Al fine di individuare il momento in cui tale circostanza si verifica, tornano utili i chiarimenti forniti in passato dall'Amministrazione finanziaria (Cfr. Circolare del 17 aprile 2000, n. 77/E.).

In conclusione

In merito al fallimento ed in forza dell'attuale normativa, la nota di variazione può essere emessa solo quando è definitivamente accertata l'infruttuosità della procedura concorsuale.

In via generale, vale la pena d‘osservare che in base all'attuale previsione dell'art. 26 secondo comma d.P.R. n. 633/1972, la suddetta circostanza si verifica allorquando il soddisfacimento del creditore attraverso l'esecuzione collettiva sul patrimonio dell'imprenditore viene meno, interamente o parzialmente, per l'insussistenza di somme disponibili per la relativa soddisfazione una volta ultimata la ripartizione dell'attivo.

Al fine di individuare il momento in cui tale circostanza si verifica, è necessario rifarsi ai numerosi chiarimenti forniti in passato dall'Amministrazione finanziaria (cfr. la risposta ad interpello dell'Agenzia delle Entrate n. 438 del 2019).

Pertanto, secondo l'orientamento erariale, il cedente o prestatore dell'operazione può emettere la nota di variazione in diminuzione:

  • per il fallimento, in presenza di piano di riparto, in seguito alla pubblicazione del decreto con il quale il giudice delegato stabilisce tale piano (risoluzione n. 120/E/2009) o, più prudentemente, decorso il termine per le osservazioni al piano di riparto (circolare n. 77/E/2000);
  • per il fallimento, in assenza del piano di riparto, alla scadenza del termine per il reclamo avverso il decreto di chiusura della procedura (risoluzione n. 155/E/2001 e risoluzione n. 2008/E/195).

Tali considerazioni, però, non risultano conformi ai principi comunitari, come, tra l'altro già affermato da parte della dottrina (così la Norma di comportamento AIDC febbraio 2015 n. 192, la quale ha suggerito che la nota di variazione potrebbe essere emessa dal fornitore già alla data della sentenza dichiarativa di fallimento, in analogia con il momento in cui viene rilevata la perdita su crediti ai fini delle imposte dirette).

Pertanto, il legislatore italiano dovrà adeguarsi a tale sentenza e, magari, riconsiderare quelle norme previste dalla Legge di stabilità 2016, che non sono mai entrate in vigore.
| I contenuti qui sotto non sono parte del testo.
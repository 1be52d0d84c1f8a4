//! Mock portal shared by the service tests.

use std::sync::Arc;
use std::sync::atomic::{AtomicI64, AtomicUsize, Ordering};
use std::time::Duration;

use axum::Router;
use axum::extract::State;
use axum::http::{HeaderMap, StatusCode, header};
use axum::response::{AppendHeaders, IntoResponse, Response};
use axum::routing::{get, post};
use common::Secret;
use portal_client::{AuthenticatedSession, Credential, HANDSHAKE_PATH, LOGIN_PATH, SessionConfig};
use serde_json::{Value, json};
use tank_poller::Endpoints;
use tokio::net::TcpListener;

use crate::registry::Account;

pub const DATA_PATH: &str = "/portal/bulk/data";
pub const READING_PATH: &str = "/portal/bulk/gauge-reading";
pub const PASSWORD: &str = "correct-horse";

#[derive(Default)]
pub struct MockPortal {
    pub logins: AtomicUsize,
    pub data_calls: AtomicUsize,
    pub last_reading: AtomicI64,
}

impl MockPortal {
    pub fn logins(&self) -> usize {
        self.logins.load(Ordering::SeqCst)
    }

    pub fn data_calls(&self) -> usize {
        self.data_calls.load(Ordering::SeqCst)
    }
}

async fn handshake() -> impl IntoResponse {
    (
        StatusCode::NO_CONTENT,
        AppendHeaders([(header::SET_COOKIE, "XSRF-TOKEN=mock%3Dtoken; Path=/")]),
    )
}

async fn login(
    State(portal): State<Arc<MockPortal>>,
    axum::Json(body): axum::Json<Value>,
) -> Response {
    let n = portal.logins.fetch_add(1, Ordering::SeqCst) + 1;
    if body["password"] != PASSWORD {
        return axum::Json(json!({
            "success": false,
            "errors": {"password": ["These credentials do not match our records."]}
        }))
        .into_response();
    }
    axum::Json(json!({"success": true, "response": {"token": format!("mock-{n}")}})).into_response()
}

fn has_bearer(headers: &HeaderMap) -> bool {
    headers
        .get(header::AUTHORIZATION)
        .and_then(|v| v.to_str().ok())
        .is_some_and(|v| v.starts_with("Bearer mock-"))
}

async fn data(State(portal): State<Arc<MockPortal>>, headers: HeaderMap) -> Response {
    portal.data_calls.fetch_add(1, Ordering::SeqCst);
    if !has_bearer(&headers) {
        return StatusCode::UNAUTHORIZED.into_response();
    }
    axum::Json(json!({
        "success": true,
        "response": {
            "tankCapacity": 1200,
            "remainingPercentage": 42,
            "daysRemaining": 30,
            "lastGaugeReadingDate": "14/10/2026"
        }
    }))
    .into_response()
}

async fn reading(
    State(portal): State<Arc<MockPortal>>,
    headers: HeaderMap,
    axum::Json(body): axum::Json<Value>,
) -> Response {
    if !has_bearer(&headers) {
        return StatusCode::UNAUTHORIZED.into_response();
    }
    if let Some(value) = body["value"].as_i64() {
        portal.last_reading.store(value, Ordering::SeqCst);
    }
    axum::Json(json!({"success": true, "response": {}})).into_response()
}

/// Start a mock portal on an ephemeral port and return its base URL.
pub async fn start_mock_portal() -> (Arc<MockPortal>, String) {
    let portal = Arc::new(MockPortal::default());
    let app = Router::new()
        .route(HANDSHAKE_PATH, get(handshake))
        .route(LOGIN_PATH, post(login))
        .route(DATA_PATH, get(data))
        .route(READING_PATH, post(reading))
        .with_state(portal.clone());
    let listener = TcpListener::bind("127.0.0.1:0").await.unwrap();
    let addr = listener.local_addr().unwrap();
    tokio::spawn(async move {
        axum::serve(listener, app).await.unwrap();
    });
    (portal, format!("http://{addr}"))
}

/// Session + coordinator for `email` against `base_url`.
pub fn account(base_url: &str, email: &str, password: &str) -> Account {
    let session = AuthenticatedSession::new(
        Credential::new(email, Secret::new(password.to_string())),
        SessionConfig {
            base_url: base_url.to_string(),
            timeout: Duration::from_secs(5),
            ..SessionConfig::default()
        },
    )
    .unwrap();
    Account::new(
        Arc::new(session),
        Endpoints {
            primary: DATA_PATH.into(),
            secondary: None,
            submit: READING_PATH.into(),
        },
        Duration::from_secs(3600),
    )
}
In merito si ricorda che tale provvedimento, con i commi 126 e 127 e con efficacia dal primo gennaio 2017, aveva riscritto integralmente il testo dell'art. 26 del d.P.R. 633/1972 innovando profondamente la procedura inerente la “variazione IVA” da operare in caso di mancato pagamento da parte del cessionario/committente assoggettato ad una procedura concorsuale.

In particolare, era stata introdotta la possibilità, per il cedente/prestatore, di emettere la nota d'accredito IVA, oltre il periodo dell'anno, a partire dalla data in cui il cessionario/committente fosse stato assoggettato ad una procedura concorsuale. In questo modo, il cedente non era più costretto ad attendere l'accertamento dell'infruttuosità della relativa procedura per recuperare l'intero importo dell'IVA.

Tale modifica normativa, però, è stata abrogata dall'art. 1, comma 567, lett. d), della legge 232/2016, a decorrere dal 1° gennaio 2017 e, pertanto, non è mai entrata in vigore.